WHAT TO DO: Please give the number of lines in the entries below that hold "Frame", with no other words.

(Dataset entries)
★ ★ ★
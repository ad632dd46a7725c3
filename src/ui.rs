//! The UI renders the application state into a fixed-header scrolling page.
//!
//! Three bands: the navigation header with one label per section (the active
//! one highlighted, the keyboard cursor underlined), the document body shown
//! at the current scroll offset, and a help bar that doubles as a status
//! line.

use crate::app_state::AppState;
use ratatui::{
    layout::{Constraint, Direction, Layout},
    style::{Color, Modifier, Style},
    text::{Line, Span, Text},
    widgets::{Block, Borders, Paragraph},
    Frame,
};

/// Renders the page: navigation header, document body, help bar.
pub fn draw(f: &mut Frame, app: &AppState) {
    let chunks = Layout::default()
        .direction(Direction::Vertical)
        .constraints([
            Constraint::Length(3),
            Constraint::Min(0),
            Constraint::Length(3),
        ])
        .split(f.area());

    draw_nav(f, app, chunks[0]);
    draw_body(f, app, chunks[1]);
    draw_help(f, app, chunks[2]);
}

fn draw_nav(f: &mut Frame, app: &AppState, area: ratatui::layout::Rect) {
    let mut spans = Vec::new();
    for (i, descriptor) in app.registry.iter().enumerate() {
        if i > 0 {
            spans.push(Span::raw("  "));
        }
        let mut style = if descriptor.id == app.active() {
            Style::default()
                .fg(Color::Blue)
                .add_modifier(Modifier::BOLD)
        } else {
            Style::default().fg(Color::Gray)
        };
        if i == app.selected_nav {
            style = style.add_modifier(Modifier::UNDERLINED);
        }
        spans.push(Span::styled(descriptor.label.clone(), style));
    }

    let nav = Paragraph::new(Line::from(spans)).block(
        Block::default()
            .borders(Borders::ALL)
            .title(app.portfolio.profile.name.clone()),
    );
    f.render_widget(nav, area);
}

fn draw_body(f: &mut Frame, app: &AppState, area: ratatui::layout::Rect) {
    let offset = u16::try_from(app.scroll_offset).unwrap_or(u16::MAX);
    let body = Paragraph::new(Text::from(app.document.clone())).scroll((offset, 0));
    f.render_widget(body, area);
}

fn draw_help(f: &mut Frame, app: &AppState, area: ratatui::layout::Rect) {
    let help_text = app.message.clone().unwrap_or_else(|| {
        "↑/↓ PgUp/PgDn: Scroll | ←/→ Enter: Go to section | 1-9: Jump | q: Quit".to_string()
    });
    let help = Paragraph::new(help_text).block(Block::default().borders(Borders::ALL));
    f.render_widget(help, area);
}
★ ★ ★
RESULT BELOW: 5